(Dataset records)
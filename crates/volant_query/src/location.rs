use crate::astar::{AstarSearch, SearchPolicy, TieBreaker, Visit};
use crate::filter::{NodeRef, QueryFilter, QueryResults};

use volant_core::aabb::Aabb;
use volant_core::coords;

use volant_svo::node::{NodeState, SvoNode};
use volant_svo::octree::SparseVoxelOctree;
use volant_svo::NodeLink;

use glam::Vec3;
use rand::Rng;
use std::collections::VecDeque;

// Points returned on node surfaces are pulled inward by this much so they
// never sit exactly on an edge.
const CLOSEST_POINT_EPSILON: f32 = 0.01;

/// Location-centric queries: closest node, reachability searches, and
/// random points.
pub struct NodeQuery {
    search: AstarSearch,

    // Half-extents of the box searched by `find_closest_node`.
    node_query_extent: Vec3,
}

struct ReachablePolicy<'a> {
    start_link: NodeLink,
    distance_limit: f32,
    randomize_cost: bool,
    rng: rand::rngs::ThreadRng,
    visitor: Option<&'a mut dyn FnMut(NodeRef) -> bool>,
}

impl SearchPolicy for ReachablePolicy<'_> {
    fn goal(&self) -> NodeLink {
        // Reachability searches measure everything against where they
        // started.
        self.start_link
    }

    fn tie_breaker(&self) -> TieBreaker {
        TieBreaker::Nearest
    }

    fn heuristic_scale(&mut self, filter: &QueryFilter) -> f32 {
        if self.randomize_cost {
            self.rng.gen_range(0.0..32767.0)
        } else {
            filter.heuristic_scale
        }
    }

    fn traversal_cost(
        &mut self,
        octree: &SparseVoxelOctree,
        filter: &QueryFilter,
        from: NodeLink,
        to: NodeLink,
        portal_location: Vec3,
    ) -> f32 {
        if self.randomize_cost {
            self.rng.gen_range(0.0..32767.0)
        } else {
            let _ = (from, portal_location);
            let config = octree.config();
            filter.base_traversal_cost
                * (1.0 - config.resolution_for_link(to) / config.tile_resolution())
        }
    }

    fn can_open_neighbor(
        &mut self,
        _neighbor: volant_core::neighbor::Neighbor,
        _link: NodeLink,
        _node: &SvoNode,
        _total_cost: f32,
        travel_dist: f32,
    ) -> bool {
        !(self.distance_limit > 0.0 && travel_dist > self.distance_limit)
    }

    fn on_node_visited(&mut self, link: NodeLink, _node: &SvoNode) -> Visit {
        if let Some(visitor) = &mut self.visitor {
            if !visitor(link.id()) {
                return Visit::Stop;
            }
        }

        Visit::Continue
    }
}

struct RelevantNode {
    link: NodeLink,
    bounds: Aabb,
}

impl NodeQuery {
    pub fn new(max_search_nodes: u32, node_query_extent: Vec3) -> Self {
        Self {
            search: AstarSearch::new(max_search_nodes),
            node_query_extent,
        }
    }

    /// Finds the closest open entity to `origin` within the query extent,
    /// along with the closest point on it (pulled slightly inside).
    ///
    /// If `origin` already lies in open space its own link comes straight
    /// back; otherwise tiles in range are searched nearest first,
    /// descending through children and voxels.
    pub fn find_closest_node(
        &self,
        octree: &SparseVoxelOctree,
        origin: Vec3,
    ) -> (NodeLink, Option<Vec3>) {
        if !octree.is_valid() {
            return (NodeLink::INVALID, None);
        }

        let location_link = octree.link_for_location(origin, false);
        if location_link.is_valid() {
            return (location_link, Some(origin));
        }

        let config = octree.config();
        let query_bounds = Aabb::from_center_and_extent(origin, self.node_query_extent);
        let max_search_nodes = self.search.pool().max_nodes();
        if max_search_nodes == 0 {
            return (NodeLink::INVALID, None);
        }

        // Gather the tiles in range, closest first.
        let mut relevant_tiles: Vec<RelevantNode> = Vec::new();
        octree.tiles_in_bounds(&query_bounds, |tile| {
            relevant_tiles.push(RelevantNode {
                link: tile.self_link(),
                bounds: config.tile_bounds(tile.coord()),
            });
            (relevant_tiles.len() as u32) < max_search_nodes
        });

        if relevant_tiles.is_empty() {
            return (NodeLink::INVALID, None);
        }

        relevant_tiles.sort_by(|a, b| {
            let da = a.bounds.center().distance_squared(origin);
            let db = b.bounds.center().distance_squared(origin);
            da.total_cmp(&db)
        });

        let mut queue: VecDeque<RelevantNode> = relevant_tiles.into();

        let mut best_link = NodeLink::INVALID;
        let mut best_point = None;
        let mut closest_dist_sq = f32::MAX;
        let mut num_searched = 0u32;

        while let Some(relevant) = queue.pop_front() {
            if num_searched >= max_search_nodes {
                break;
            }
            num_searched += 1;

            let Some(node) = octree.node_from_link(relevant.link) else {
                continue;
            };

            match node.state() {
                NodeState::Blocked => (),
                NodeState::Open => {
                    let closest = relevant.bounds.closest_point(origin);
                    let dist_sq = origin.distance_squared(closest);

                    if dist_sq < closest_dist_sq {
                        closest_dist_sq = dist_sq;
                        best_link = relevant.link;
                        best_point = Some(pull_inside(closest, &relevant.bounds));
                    }
                }
                NodeState::PartiallyBlocked => {
                    if node.is_leaf() {
                        // Check each open voxel on the leaf.
                        for voxel_idx in 0..coords::VOXELS_PER_LEAF as u8 {
                            if node.is_voxel_blocked(voxel_idx) {
                                continue;
                            }

                            let voxel_link = relevant.link.with_voxel_idx(voxel_idx);
                            let Some(voxel_bounds) = octree.bounds_for_link(voxel_link) else {
                                continue;
                            };

                            if !query_bounds.intersects(&voxel_bounds) {
                                continue;
                            }

                            let closest = voxel_bounds.closest_point(origin);
                            let dist_sq = origin.distance_squared(closest);

                            if dist_sq < closest_dist_sq {
                                closest_dist_sq = dist_sq;
                                best_link = voxel_link;
                                best_point = Some(pull_inside(closest, &voxel_bounds));
                            }
                        }
                    } else {
                        // Queue up the unblocked children still in range.
                        for child_idx in 0..8 {
                            let child_link = node.child_link(child_idx);
                            let Some(child_node) = octree.node_from_link(child_link) else {
                                continue;
                            };

                            if child_node.state() == NodeState::Blocked {
                                continue;
                            }

                            let Some(child_bounds) = octree.bounds_for_node(child_node) else {
                                continue;
                            };

                            if !query_bounds.intersects(&child_bounds) {
                                continue;
                            }

                            let closest = child_bounds.closest_point(origin);
                            if origin.distance_squared(closest) < closest_dist_sq {
                                queue.push_back(RelevantNode {
                                    link: child_link,
                                    bounds: child_bounds,
                                });
                            }
                        }
                    }
                }
            }
        }

        (best_link, best_point)
    }

    /// The closest node reachable from `origin` within `distance_limit`
    /// along the neighbor graph (not straight-line distance).
    pub fn find_closest_reachable_node(
        &mut self,
        octree: &SparseVoxelOctree,
        origin: Vec3,
        distance_limit: f32,
        filter: &QueryFilter,
        results: &mut QueryResults,
    ) -> NodeLink {
        let (start_link, _) = self.find_closest_node(octree, origin);

        let mut policy = ReachablePolicy {
            start_link,
            distance_limit,
            randomize_cost: false,
            rng: rand::thread_rng(),
            visitor: None,
        };

        if self
            .search
            .search(octree, start_link, filter, &mut policy, results)
        {
            if let Some(best_idx) = self.search.best_node_idx() {
                return self.search.pool().node(best_idx).link;
            }
        }

        NodeLink::INVALID
    }

    /// A pseudo-random reachable node within `distance_limit` of `origin`:
    /// heuristic and traversal cost are uniformly random per call, so the
    /// search fans out in no particular direction.
    pub fn find_random_reachable_node(
        &mut self,
        octree: &SparseVoxelOctree,
        origin: Vec3,
        distance_limit: f32,
        filter: &QueryFilter,
        results: &mut QueryResults,
    ) -> NodeLink {
        let (start_link, _) = self.find_closest_node(octree, origin);

        let mut policy = ReachablePolicy {
            start_link,
            distance_limit,
            randomize_cost: true,
            rng: rand::thread_rng(),
            visitor: None,
        };

        if self
            .search
            .search(octree, start_link, filter, &mut policy, results)
        {
            if let Some(best_idx) = self.search.best_node_idx() {
                return self.search.pool().node(best_idx).link;
            }
        }

        NodeLink::INVALID
    }

    /// Visits every node reachable from `origin` within `distance_limit`.
    /// The visitor returning false stops the search.
    pub fn search_reachable_nodes(
        &mut self,
        octree: &SparseVoxelOctree,
        origin: Vec3,
        distance_limit: f32,
        mut visitor: impl FnMut(NodeRef) -> bool,
        filter: &QueryFilter,
        results: &mut QueryResults,
    ) -> bool {
        let (start_link, _) = self.find_closest_node(octree, origin);

        let mut policy = ReachablePolicy {
            start_link,
            distance_limit,
            randomize_cost: false,
            rng: rand::thread_rng(),
            visitor: Some(&mut visitor),
        };

        self.search
            .search(octree, start_link, filter, &mut policy, results)
    }

    /// Closest point to `origin` within the named node's bounds.
    pub fn find_closest_point_in_node(
        &self,
        octree: &SparseVoxelOctree,
        link: NodeLink,
        origin: Vec3,
    ) -> Option<Vec3> {
        octree
            .bounds_for_link(link)
            .map(|bounds| bounds.closest_point(origin))
    }

    /// Uniform random point within the named node's bounds.
    pub fn find_random_point_in_node(
        &self,
        octree: &SparseVoxelOctree,
        link: NodeLink,
    ) -> Option<Vec3> {
        let bounds = octree.bounds_for_link(link)?;
        let mut rng = rand::thread_rng();

        Some(Vec3::new(
            rng.gen_range(bounds.min.x..=bounds.max.x),
            rng.gen_range(bounds.min.y..=bounds.max.y),
            rng.gen_range(bounds.min.z..=bounds.max.z),
        ))
    }

}

/// Nudges a surface point toward the box center so results never lie on an
/// exact edge.
fn pull_inside(point: Vec3, bounds: &Aabb) -> Vec3 {
    let to_center = bounds.center() - point;
    point + to_center.normalize_or_zero() * CLOSEST_POINT_EPSILON
}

To do> Count every line above that holds the string "TieBreaker" and give the total, nothing more.

Solution for this exercise> 3